Task instructions
Write all of the entries out again exactly.

Data excerpts
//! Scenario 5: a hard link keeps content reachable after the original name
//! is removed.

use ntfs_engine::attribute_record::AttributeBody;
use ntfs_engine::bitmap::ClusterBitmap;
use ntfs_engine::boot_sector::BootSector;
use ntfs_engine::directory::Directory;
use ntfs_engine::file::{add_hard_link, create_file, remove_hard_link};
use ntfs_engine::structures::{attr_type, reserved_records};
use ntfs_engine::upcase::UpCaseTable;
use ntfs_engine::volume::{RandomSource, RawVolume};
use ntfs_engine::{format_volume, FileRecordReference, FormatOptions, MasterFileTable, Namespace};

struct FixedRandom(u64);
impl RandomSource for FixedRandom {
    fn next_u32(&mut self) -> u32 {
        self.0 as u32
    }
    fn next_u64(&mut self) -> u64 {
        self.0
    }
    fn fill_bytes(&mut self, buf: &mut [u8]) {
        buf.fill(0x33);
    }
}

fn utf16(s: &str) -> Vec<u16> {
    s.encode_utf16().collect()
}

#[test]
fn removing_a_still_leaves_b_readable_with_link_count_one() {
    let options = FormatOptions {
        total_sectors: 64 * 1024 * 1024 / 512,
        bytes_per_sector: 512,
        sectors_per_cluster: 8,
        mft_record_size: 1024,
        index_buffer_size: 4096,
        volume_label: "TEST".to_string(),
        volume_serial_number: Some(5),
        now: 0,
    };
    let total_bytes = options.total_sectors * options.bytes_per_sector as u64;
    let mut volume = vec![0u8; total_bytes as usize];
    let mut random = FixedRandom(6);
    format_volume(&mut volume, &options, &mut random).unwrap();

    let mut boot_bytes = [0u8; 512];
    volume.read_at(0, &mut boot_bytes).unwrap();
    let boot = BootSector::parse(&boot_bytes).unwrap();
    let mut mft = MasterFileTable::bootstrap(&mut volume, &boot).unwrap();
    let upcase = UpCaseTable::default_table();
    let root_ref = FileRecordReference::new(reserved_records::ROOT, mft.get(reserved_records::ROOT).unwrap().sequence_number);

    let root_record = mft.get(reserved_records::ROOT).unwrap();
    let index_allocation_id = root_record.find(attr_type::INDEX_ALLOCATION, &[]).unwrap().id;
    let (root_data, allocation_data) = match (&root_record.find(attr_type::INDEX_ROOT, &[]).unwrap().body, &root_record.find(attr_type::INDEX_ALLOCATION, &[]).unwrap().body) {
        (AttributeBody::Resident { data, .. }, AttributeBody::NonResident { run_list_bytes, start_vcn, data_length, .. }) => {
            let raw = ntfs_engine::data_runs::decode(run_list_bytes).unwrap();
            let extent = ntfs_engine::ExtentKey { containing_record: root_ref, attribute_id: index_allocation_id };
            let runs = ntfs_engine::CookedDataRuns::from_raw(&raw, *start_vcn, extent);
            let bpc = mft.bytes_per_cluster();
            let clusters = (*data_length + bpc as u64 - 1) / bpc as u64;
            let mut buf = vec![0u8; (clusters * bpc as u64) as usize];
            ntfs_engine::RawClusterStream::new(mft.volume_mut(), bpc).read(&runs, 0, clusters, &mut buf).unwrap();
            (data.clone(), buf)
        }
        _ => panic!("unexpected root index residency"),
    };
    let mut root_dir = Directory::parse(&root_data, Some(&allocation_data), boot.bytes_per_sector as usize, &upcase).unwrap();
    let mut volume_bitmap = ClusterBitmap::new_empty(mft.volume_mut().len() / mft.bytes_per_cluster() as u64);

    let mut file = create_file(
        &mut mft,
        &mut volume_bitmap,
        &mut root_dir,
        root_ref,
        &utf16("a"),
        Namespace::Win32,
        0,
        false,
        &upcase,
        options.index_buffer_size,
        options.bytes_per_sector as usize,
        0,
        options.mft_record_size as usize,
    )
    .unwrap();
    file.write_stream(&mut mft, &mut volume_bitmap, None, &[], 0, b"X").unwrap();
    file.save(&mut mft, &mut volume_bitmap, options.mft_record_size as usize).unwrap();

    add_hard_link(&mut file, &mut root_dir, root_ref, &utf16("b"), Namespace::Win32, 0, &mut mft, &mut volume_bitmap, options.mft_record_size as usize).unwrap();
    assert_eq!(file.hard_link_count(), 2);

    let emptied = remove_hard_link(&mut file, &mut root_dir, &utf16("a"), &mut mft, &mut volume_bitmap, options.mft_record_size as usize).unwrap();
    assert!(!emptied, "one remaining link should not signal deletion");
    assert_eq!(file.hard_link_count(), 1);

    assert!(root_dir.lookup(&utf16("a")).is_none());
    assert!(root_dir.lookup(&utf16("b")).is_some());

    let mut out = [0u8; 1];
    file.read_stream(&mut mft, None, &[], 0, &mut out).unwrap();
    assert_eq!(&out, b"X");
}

Exercise response
//! Scenario 5: a hard link keeps content reachable after the original name
//! is removed.

use ntfs_engine::attribute_record::AttributeBody;
use ntfs_engine::bitmap::ClusterBitmap;
use ntfs_engine::boot_sector::BootSector;
use ntfs_engine::directory::Directory;
use ntfs_engine::file::{add_hard_link, create_file, remove_hard_link};
use ntfs_engine::structures::{attr_type, reserved_records};
use ntfs_engine::upcase::UpCaseTable;
use ntfs_engine::volume::{RandomSource, RawVolume};
use ntfs_engine::{format_volume, FileRecordReference, FormatOptions, MasterFileTable, Namespace};

struct FixedRandom(u64);
impl RandomSource for FixedRandom {
    fn next_u32(&mut self) -> u32 {
        self.0 as u32
    }
    fn next_u64(&mut self) -> u64 {
        self.0
    }
    fn fill_bytes(&mut self, buf: &mut [u8]) {
        buf.fill(0x33);
    }
}

fn utf16(s: &str) -> Vec<u16> {
    s.encode_utf16().collect()
}

#[test]
fn removing_a_still_leaves_b_readable_with_link_count_one() {
    let options = FormatOptions {
        total_sectors: 64 * 1024 * 1024 / 512,
        bytes_per_sector: 512,
        sectors_per_cluster: 8,
        mft_record_size: 1024,
        index_buffer_size: 4096,
        volume_label: "TEST".to_string(),
        volume_serial_number: Some(5),
        now: 0,
    };
    let total_bytes = options.total_sectors * options.bytes_per_sector as u64;
    let mut volume = vec![0u8; total_bytes as usize];
    let mut random = FixedRandom(6);
    format_volume(&mut volume, &options, &mut random).unwrap();

    let mut boot_bytes = [0u8; 512];
    volume.read_at(0, &mut boot_bytes).unwrap();
    let boot = BootSector::parse(&boot_bytes).unwrap();
    let mut mft = MasterFileTable::bootstrap(&mut volume, &boot).unwrap();
    let upcase = UpCaseTable::default_table();
    let root_ref = FileRecordReference::new(reserved_records::ROOT, mft.get(reserved_records::ROOT).unwrap().sequence_number);

    let root_record = mft.get(reserved_records::ROOT).unwrap();
    let index_allocation_id = root_record.find(attr_type::INDEX_ALLOCATION, &[]).unwrap().id;
    let (root_data, allocation_data) = match (&root_record.find(attr_type::INDEX_ROOT, &[]).unwrap().body, &root_record.find(attr_type::INDEX_ALLOCATION, &[]).unwrap().body) {
        (AttributeBody::Resident { data, .. }, AttributeBody::NonResident { run_list_bytes, start_vcn, data_length, .. }) => {
            let raw = ntfs_engine::data_runs::decode(run_list_bytes).unwrap();
            let extent = ntfs_engine::ExtentKey { containing_record: root_ref, attribute_id: index_allocation_id };
            let runs = ntfs_engine::CookedDataRuns::from_raw(&raw, *start_vcn, extent);
            let bpc = mft.bytes_per_cluster();
            let clusters = (*data_length + bpc as u64 - 1) / bpc as u64;
            let mut buf = vec![0u8; (clusters * bpc as u64) as usize];
            ntfs_engine::RawClusterStream::new(mft.volume_mut(), bpc).read(&runs, 0, clusters, &mut buf).unwrap();
            (data.clone(), buf)
        }
        _ => panic!("unexpected root index residency"),
    };
    let mut root_dir = Directory::parse(&root_data, Some(&allocation_data), boot.bytes_per_sector as usize, &upcase).unwrap();
    let mut volume_bitmap = ClusterBitmap::new_empty(mft.volume_mut().len() / mft.bytes_per_cluster() as u64);

    let mut file = create_file(
        &mut mft,
        &mut volume_bitmap,
        &mut root_dir,
        root_ref,
        &utf16("a"),
        Namespace::Win32,
        0,
        false,
        &upcase,
        options.index_buffer_size,
        options.bytes_per_sector as usize,
        0,
        options.mft_record_size as usize,
    )
    .unwrap();
    file.write_stream(&mut mft, &mut volume_bitmap, None, &[], 0, b"X").unwrap();
    file.save(&mut mft, &mut volume_bitmap, options.mft_record_size as usize).unwrap();

    add_hard_link(&mut file, &mut root_dir, root_ref, &utf16("b"), Namespace::Win32, 0, &mut mft, &mut volume_bitmap, options.mft_record_size as usize).unwrap();
    assert_eq!(file.hard_link_count(), 2);

    let emptied = remove_hard_link(&mut file, &mut root_dir, &utf16("a"), &mut mft, &mut volume_bitmap, options.mft_record_size as usize).unwrap();
    assert!(!emptied, "one remaining link should not signal deletion");
    assert_eq!(file.hard_link_count(), 1);

    assert!(root_dir.lookup(&utf16("a")).is_none());
    assert!(root_dir.lookup(&utf16("b")).is_some());

    let mut out = [0u8; 1];
    file.read_stream(&mut mft, None, &[], 0, &mut out).unwrap();
    assert_eq!(&out, b"X");
}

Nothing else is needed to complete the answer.